== WHAT YOU NEED TO DO ==
Look through the records below for the line with "pub enum Accept". Return that line and each one after it up to and including the line with "not go away by", exactly.

(Data excerpts)
use std::io::{self, ErrorKind};
use std::net::{Ipv4Addr, SocketAddr, SocketAddrV4, ToSocketAddrs};

use tracing::{debug, info};

pub use mio::net::{TcpListener, TcpStream};

use crate::error::{Result, TransportError};

/// Outcome of one non-blocking accept attempt.
#[derive(Debug)]
pub enum Accept {
    /// A new non-blocking connection.
    Connection(TcpStream, SocketAddr),
    /// The accept queue is drained.
    WouldBlock,
    /// This attempt failed for reasons local to the connection; keep accepting.
    Skipped(io::Error),
}

/// Bind a non-blocking listener on all IPv4 interfaces.
///
/// Port 0 picks an ephemeral port; use `local_addr()` to learn it.
pub fn listen(port: u16) -> Result<TcpListener> {
    let addr = SocketAddr::V4(SocketAddrV4::new(Ipv4Addr::UNSPECIFIED, port));
    let listener =
        TcpListener::bind(addr).map_err(|source| TransportError::Bind { addr, source })?;

    let local = listener.local_addr().unwrap_or(addr);
    info!(%local, "listening");
    Ok(listener)
}

/// Accept one pending connection without blocking.
///
/// Returns `Err` only for listener-level faults that will not go away by
/// retrying (for example descriptor exhaustion or an invalid listener).
pub fn accept(listener: &TcpListener) -> Result<Accept> {
    match listener.accept() {
        Ok((stream, addr)) => {
            if let Err(err) = stream.set_nodelay(true) {
                debug!(%addr, error = %err, "failed to set TCP_NODELAY");
            }
            debug!(%addr, "accepted connection");
            Ok(Accept::Connection(stream, addr))
        }
        Err(err) => match err.kind() {
            ErrorKind::WouldBlock => Ok(Accept::WouldBlock),
            ErrorKind::Interrupted | ErrorKind::ConnectionAborted | ErrorKind::ConnectionReset => {
                debug!(error = %err, "transient accept error");
                Ok(Accept::Skipped(err))
            }
            _ => Err(TransportError::Accept(err)),
        },
    }
}

/// Parse and resolve a `host:port` target.
pub fn resolve(target: &str) -> Result<Vec<SocketAddr>> {
    let bad = |reason: &str| TransportError::BadAddress {
        addr: target.to_string(),
        reason: reason.to_string(),
    };

    let Some((host, port)) = target.rsplit_once(':') else {
        return Err(bad("expected host:port"));
    };
    if host.is_empty() {
        return Err(bad("missing host"));
    }
    if port.parse::<u16>().is_err() {
        return Err(bad("invalid port"));
    }

    let addrs: Vec<SocketAddr> = target
        .to_socket_addrs()
        .map_err(|err| bad(&err.to_string()))?
        .collect();
    if addrs.is_empty() {
        return Err(bad("no addresses found"));
    }
    Ok(addrs)
}

/// Start a TCP connection on a non-blocking socket.
///
/// The connect normally completes later; the first writable readiness event
/// on the returned stream signals the outcome.
pub fn connect_nonblocking(addr: SocketAddr) -> Result<TcpStream> {
    let stream =
        TcpStream::connect(addr).map_err(|source| TransportError::Connect { addr, source })?;
    if let Err(err) = stream.set_nodelay(true) {
        debug!(%addr, error = %err, "failed to set TCP_NODELAY");
    }
    info!(%addr, "connecting");
    Ok(stream)
}

#[cfg(test)]
mod tests {
    use std::io::{Read, Write};
    use std::time::Duration;

    use super::*;
    use crate::poller::{Events, Poller, Token, WaitOutcome, READ_WRITE};

    #[test]
    fn listen_on_ephemeral_port() {
        let listener = listen(0).unwrap();
        let addr = listener.local_addr().unwrap();
        assert_ne!(addr.port(), 0);
    }

    #[test]
    fn listen_reports_busy_port() {
        let holder = std::net::TcpListener::bind("0.0.0.0:0").unwrap();
        let port = holder.local_addr().unwrap().port();

        let err = listen(port).unwrap_err();
        match err {
            TransportError::Bind { source, .. } => {
                assert_eq!(source.kind(), ErrorKind::AddrInUse)
            }
            other => panic!("unexpected error: {other}"),
        }
    }

    #[test]
    fn accept_would_block_when_queue_empty() {
        let listener = listen(0).unwrap();
        assert!(matches!(accept(&listener).unwrap(), Accept::WouldBlock));
    }

    #[test]
    fn accept_returns_non_blocking_stream() {
        let listener = listen(0).unwrap();
        let port = listener.local_addr().unwrap().port();
        let _client = std::net::TcpStream::connect(("127.0.0.1", port)).unwrap();

        let stream = loop {
            match accept(&listener).unwrap() {
                Accept::Connection(stream, _) => break stream,
                Accept::WouldBlock => std::thread::sleep(Duration::from_millis(5)),
                Accept::Skipped(err) => panic!("unexpected skip: {err}"),
            }
        };

        let mut buf = [0u8; 8];
        let err = (&stream).read(&mut buf).unwrap_err();
        assert_eq!(err.kind(), ErrorKind::WouldBlock);
    }

    #[test]
    fn resolve_accepts_ip_and_hostname() {
        let addrs = resolve("127.0.0.1:8080").unwrap();
        assert_eq!(addrs[0], "127.0.0.1:8080".parse().unwrap());

        let addrs = resolve("[::1]:9000").unwrap();
        assert_eq!(addrs[0].port(), 9000);

        let addrs = resolve("localhost:7000").unwrap();
        assert!(addrs.iter().all(|a| a.port() == 7000));
    }

    #[test]
    fn resolve_rejects_malformed_targets() {
        for target in ["", "localhost", ":80", "127.0.0.1:", "127.0.0.1:port", "1.2.3.4:70000"] {
            let err = resolve(target).unwrap_err();
            assert!(
                matches!(err, TransportError::BadAddress { .. }),
                "{target:?} gave {err}"
            );
        }
    }

    #[test]
    fn nonblocking_connect_completes_on_writable() {
        let listener = std::net::TcpListener::bind("127.0.0.1:0").unwrap();
        let addr = listener.local_addr().unwrap();

        let mut stream = connect_nonblocking(addr).unwrap();
        let mut poller = Poller::new().unwrap();
        poller.register(&mut stream, Token(1), READ_WRITE).unwrap();

        let mut events = Events::with_capacity(2);
        let outcome = poller
            .wait(&mut events, Some(Duration::from_secs(2)))
            .unwrap();
        assert!(matches!(outcome, WaitOutcome::Ready(_)));
        assert!(events.iter().any(|e| e.is_writable()));

        let (mut server_side, _) = listener.accept().unwrap();
        stream.write_all(b"hi\n").unwrap();
        let mut buf = [0u8; 3];
        server_side.read_exact(&mut buf).unwrap();
        assert_eq!(&buf, b"hi\n");
    }

    #[test]
    fn nonblocking_connect_over_ipv6_loopback() {
        let Ok(listener) = std::net::TcpListener::bind("[::1]:0") else {
            // No IPv6 loopback in this environment.
            return;
        };
        let addr = listener.local_addr().unwrap();
        let stream = connect_nonblocking(addr).unwrap();
        let (_server_side, peer) = listener.accept().unwrap();
        assert_eq!(peer, stream.local_addr().unwrap());
    }
}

== EXERCISE OUTPUT ==
pub enum Accept {
    /// A new non-blocking connection.
    Connection(TcpStream, SocketAddr),
    /// The accept queue is drained.
    WouldBlock,
    /// This attempt failed for reasons local to the connection; keep accepting.
    Skipped(io::Error),
}

/// Bind a non-blocking listener on all IPv4 interfaces.
///
/// Port 0 picks an ephemeral port; use `local_addr()` to learn it.
pub fn listen(port: u16) -> Result<TcpListener> {
    let addr = SocketAddr::V4(SocketAddrV4::new(Ipv4Addr::UNSPECIFIED, port));
    let listener =
        TcpListener::bind(addr).map_err(|source| TransportError::Bind { addr, source })?;

    let local = listener.local_addr().unwrap_or(addr);
    info!(%local, "listening");
    Ok(listener)
}

/// Accept one pending connection without blocking.
///
/// Returns `Err` only for listener-level faults that will not go away by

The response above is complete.